==== Records supplied ====
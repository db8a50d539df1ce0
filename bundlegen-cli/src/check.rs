use crate::options::BundleArgs;
use crate::validation::{ValidationContext, validate_context};
use bundlegen::{Bundle, Engine};

/// Run the check command: validate the bundle without generating code.
pub fn run_check_command(args: &BundleArgs, json_output: bool) -> Result<(), String> {
    let context = ValidationContext::new()
        .with_bundle_dir(args.bundle_dir.clone())
        .with_language_code(args.default_language.clone());
    validate_context(&context)?;

    let engine = Engine::new(args.to_generate_options()).map_err(|e| e.to_string())?;
    let bundle = engine.run().map_err(|e| e.to_string())?;

    if json_output {
        let json = serde_json::to_string_pretty(&bundle)
            .map_err(|e| format!("Failed to serialize bundle JSON: {}", e))?;
        println!("{}", json);
    } else {
        print_summary(&bundle);
    }

    Ok(())
}

fn print_summary(bundle: &Bundle) {
    let languages = bundle
        .languages
        .iter()
        .map(|l| l.as_str())
        .collect::<Vec<_>>()
        .join(", ");

    println!("=== Bundle ===");
    println!("Default language: {}", bundle.default_language);
    println!("Languages: {}", languages);
    println!("Identifiers: {}", bundle.records.len());
    println!("Status: {}", if bundle.has_status { "yes" } else { "no" });
    println!("Code: {}", if bundle.has_code { "yes" } else { "no" });
    println!("✅ Bundle is valid");
}
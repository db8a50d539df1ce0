//! File formats read from a bundle directory.
//!
//! Both formats are TOML tables keyed by identifier:
//! - [`messages`]: one file per language, identifier → `msg` / `singular` / `plural`.
//! - [`status_codes`]: the optional status table, identifier → `status` / `code`.

pub mod messages;
pub mod status_codes;

// Reexporting the formats for easier access
pub use messages::MessageFile;
pub use status_codes::StatusCodeFile;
====
## What you should do
Across the listing above, report every line where "formats" occurs.

## Solution below
//! File formats read from a bundle directory.
//! Both formats are TOML tables keyed by identifier:
// Reexporting the formats for easier access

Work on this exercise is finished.